[Saved data entries]

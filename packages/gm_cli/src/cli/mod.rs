pub mod account;
pub mod session;
pub mod status;
pub mod watch;

use std::io::BufRead;
use std::path::{Path, PathBuf};
use std::sync::Arc;

use anyhow::{Context, Result, bail};
use gm_link::{CredentialStore, FileCredentialStore, LinkConfig, LinkSession};
use tracing::debug;

const DATA_DIR_NAME: &str = ".gm_link";

/// Data directory plus what is loaded from it once per invocation.
pub struct Workspace {
    data_dir: PathBuf,
    config: LinkConfig,
    store: Arc<FileCredentialStore>,
}

impl Workspace {
    pub fn open(data_dir: Option<PathBuf>) -> Result<Self> {
        let data_dir = match data_dir {
            Some(dir) => dir,
            None => default_data_dir()?,
        };
        std::fs::create_dir_all(&data_dir)
            .with_context(|| format!("Failed to create data directory {}", data_dir.display()))?;

        let config = LinkConfig::load(&data_dir).context("Failed to load configuration")?;
        let store = FileCredentialStore::open(&data_dir).context("Failed to open credential store")?;
        debug!(data_dir = %data_dir.display(), base_url = %config.api.base_url, "workspace ready");

        Ok(Self {
            data_dir,
            config,
            store: Arc::new(store),
        })
    }

    pub fn data_dir(&self) -> &Path {
        &self.data_dir
    }

    pub fn config(&self) -> &LinkConfig {
        &self.config
    }

    pub fn credentials_path(&self) -> &Path {
        self.store.path()
    }

    /// A session wired to the network transports. Nothing connects until
    /// [`LinkSession::run`] is called.
    pub fn session(&self) -> Result<LinkSession> {
        let store: Arc<dyn CredentialStore> = self.store.clone();
        LinkSession::open(&self.config, store).context("Failed to set up session client")
    }
}

pub fn default_data_dir() -> Result<PathBuf> {
    let home = dirs::home_dir().context("Could not determine home directory")?;
    Ok(home.join(DATA_DIR_NAME))
}

/// Use `given`, or read one line from stdin.
pub fn password_or_prompt(given: Option<String>) -> Result<String> {
    if let Some(password) = given {
        return Ok(password);
    }
    eprint!("Password: ");
    read_password(std::io::stdin().lock())
}

fn read_password(mut input: impl BufRead) -> Result<String> {
    let mut line = String::new();
    input.read_line(&mut line).context("Failed to read password")?;
    let password = line.trim_end_matches(['\r', '\n']).to_string();
    if password.is_empty() {
        bail!("Password must not be empty");
    }
    Ok(password)
}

[Problem description]
Copy out, from the records above, every line that holds the string "home".

[Your solution]
    let home = dirs::home_dir().context("Could not determine home directory")?;
    Ok(home.join(DATA_DIR_NAME))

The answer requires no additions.